(Task directions)
All lines of the entries with "VoicePlacement" in them must be listed.
Data under study below:
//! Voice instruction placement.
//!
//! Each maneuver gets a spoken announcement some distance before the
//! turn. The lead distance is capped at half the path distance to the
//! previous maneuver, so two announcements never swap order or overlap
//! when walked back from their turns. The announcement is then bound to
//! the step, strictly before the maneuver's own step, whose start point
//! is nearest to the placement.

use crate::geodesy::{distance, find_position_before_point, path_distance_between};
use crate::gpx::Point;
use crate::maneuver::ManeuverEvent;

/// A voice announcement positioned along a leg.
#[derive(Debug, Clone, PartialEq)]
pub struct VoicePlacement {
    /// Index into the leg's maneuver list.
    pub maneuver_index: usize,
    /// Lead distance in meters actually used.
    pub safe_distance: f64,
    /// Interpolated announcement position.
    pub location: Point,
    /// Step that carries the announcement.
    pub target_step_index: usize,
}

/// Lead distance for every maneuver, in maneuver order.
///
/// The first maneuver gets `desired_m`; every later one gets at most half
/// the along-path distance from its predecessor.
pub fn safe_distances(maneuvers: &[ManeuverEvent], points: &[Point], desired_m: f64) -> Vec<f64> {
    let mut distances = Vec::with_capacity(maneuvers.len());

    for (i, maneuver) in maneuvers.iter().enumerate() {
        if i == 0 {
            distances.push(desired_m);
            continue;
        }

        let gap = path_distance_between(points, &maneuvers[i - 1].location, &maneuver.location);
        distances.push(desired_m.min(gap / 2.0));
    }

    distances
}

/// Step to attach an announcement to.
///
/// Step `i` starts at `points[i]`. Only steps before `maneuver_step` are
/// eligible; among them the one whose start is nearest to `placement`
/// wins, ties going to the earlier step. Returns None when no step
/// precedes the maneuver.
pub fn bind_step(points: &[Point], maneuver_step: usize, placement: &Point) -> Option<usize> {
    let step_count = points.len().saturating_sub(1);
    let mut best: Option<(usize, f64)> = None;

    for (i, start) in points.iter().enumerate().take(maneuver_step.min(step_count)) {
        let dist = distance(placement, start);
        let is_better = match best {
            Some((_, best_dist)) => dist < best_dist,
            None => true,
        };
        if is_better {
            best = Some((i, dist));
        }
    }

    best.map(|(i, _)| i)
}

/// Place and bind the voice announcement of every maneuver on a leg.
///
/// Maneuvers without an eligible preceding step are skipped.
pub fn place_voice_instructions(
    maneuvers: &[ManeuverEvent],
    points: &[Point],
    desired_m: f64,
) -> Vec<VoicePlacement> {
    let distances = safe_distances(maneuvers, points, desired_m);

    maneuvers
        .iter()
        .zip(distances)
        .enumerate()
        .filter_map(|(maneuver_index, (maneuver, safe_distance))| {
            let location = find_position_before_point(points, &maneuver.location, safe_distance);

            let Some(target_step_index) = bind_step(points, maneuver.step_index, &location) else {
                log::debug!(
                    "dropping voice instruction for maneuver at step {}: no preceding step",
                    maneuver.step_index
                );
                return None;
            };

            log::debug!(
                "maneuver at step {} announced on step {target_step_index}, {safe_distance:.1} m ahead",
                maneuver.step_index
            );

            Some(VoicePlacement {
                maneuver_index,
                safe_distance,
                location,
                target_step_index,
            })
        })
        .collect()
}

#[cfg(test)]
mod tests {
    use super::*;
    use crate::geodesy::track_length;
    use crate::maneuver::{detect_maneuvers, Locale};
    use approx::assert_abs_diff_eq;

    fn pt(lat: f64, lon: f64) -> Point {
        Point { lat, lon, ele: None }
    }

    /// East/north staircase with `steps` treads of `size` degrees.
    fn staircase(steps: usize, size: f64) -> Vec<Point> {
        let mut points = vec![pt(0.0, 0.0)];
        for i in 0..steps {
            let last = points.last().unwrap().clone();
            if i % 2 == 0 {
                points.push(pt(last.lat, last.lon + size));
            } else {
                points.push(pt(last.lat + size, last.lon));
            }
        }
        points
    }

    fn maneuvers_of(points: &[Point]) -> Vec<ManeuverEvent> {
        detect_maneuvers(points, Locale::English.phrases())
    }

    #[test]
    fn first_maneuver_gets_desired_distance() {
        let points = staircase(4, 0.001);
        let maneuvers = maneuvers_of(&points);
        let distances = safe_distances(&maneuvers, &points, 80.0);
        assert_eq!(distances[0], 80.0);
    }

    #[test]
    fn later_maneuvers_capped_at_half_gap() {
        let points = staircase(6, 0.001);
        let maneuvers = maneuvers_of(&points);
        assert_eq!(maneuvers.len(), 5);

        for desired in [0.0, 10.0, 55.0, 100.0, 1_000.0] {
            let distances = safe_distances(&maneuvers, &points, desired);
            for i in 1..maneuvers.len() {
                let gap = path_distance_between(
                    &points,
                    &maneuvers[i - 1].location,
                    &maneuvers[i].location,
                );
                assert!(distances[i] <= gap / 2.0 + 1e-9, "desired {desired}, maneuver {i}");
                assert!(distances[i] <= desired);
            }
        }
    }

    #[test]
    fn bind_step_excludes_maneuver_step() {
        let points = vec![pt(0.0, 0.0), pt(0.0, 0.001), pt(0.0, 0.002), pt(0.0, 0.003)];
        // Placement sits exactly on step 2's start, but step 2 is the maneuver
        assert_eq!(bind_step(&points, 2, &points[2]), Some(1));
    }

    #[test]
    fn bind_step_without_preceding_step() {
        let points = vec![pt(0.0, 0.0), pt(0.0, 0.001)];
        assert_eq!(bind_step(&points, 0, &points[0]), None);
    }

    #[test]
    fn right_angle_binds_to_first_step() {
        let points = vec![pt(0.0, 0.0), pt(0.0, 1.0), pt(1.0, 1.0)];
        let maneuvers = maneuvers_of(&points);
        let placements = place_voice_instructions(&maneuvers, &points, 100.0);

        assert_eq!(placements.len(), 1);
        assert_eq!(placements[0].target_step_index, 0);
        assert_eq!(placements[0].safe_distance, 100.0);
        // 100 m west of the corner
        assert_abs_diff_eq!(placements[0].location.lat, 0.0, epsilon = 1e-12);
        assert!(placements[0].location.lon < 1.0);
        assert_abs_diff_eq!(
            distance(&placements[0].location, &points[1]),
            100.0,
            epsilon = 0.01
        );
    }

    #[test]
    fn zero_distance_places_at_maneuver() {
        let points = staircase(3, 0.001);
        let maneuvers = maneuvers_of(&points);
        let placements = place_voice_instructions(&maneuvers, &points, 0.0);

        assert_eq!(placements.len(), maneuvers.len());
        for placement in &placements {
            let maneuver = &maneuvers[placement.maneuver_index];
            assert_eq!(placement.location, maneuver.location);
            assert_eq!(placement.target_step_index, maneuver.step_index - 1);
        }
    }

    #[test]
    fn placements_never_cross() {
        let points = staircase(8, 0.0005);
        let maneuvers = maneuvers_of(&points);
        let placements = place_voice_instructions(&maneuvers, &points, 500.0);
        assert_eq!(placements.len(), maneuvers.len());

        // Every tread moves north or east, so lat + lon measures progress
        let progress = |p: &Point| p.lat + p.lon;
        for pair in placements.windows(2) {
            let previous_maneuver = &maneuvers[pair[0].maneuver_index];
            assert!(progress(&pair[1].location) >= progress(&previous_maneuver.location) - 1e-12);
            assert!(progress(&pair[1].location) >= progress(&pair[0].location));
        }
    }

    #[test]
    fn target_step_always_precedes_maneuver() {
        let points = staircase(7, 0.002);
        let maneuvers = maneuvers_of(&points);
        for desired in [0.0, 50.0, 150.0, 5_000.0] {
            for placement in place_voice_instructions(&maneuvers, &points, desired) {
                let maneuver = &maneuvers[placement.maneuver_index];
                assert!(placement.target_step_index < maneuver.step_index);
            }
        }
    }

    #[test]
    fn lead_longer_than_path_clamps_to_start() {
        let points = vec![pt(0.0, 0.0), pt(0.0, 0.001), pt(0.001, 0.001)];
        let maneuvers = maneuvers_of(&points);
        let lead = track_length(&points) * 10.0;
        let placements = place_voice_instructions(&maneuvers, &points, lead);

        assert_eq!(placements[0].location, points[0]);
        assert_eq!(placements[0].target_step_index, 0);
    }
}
End of Data under study.
(Expected answer)
pub struct VoicePlacement {
) -> Vec<VoicePlacement> {
            Some(VoicePlacement {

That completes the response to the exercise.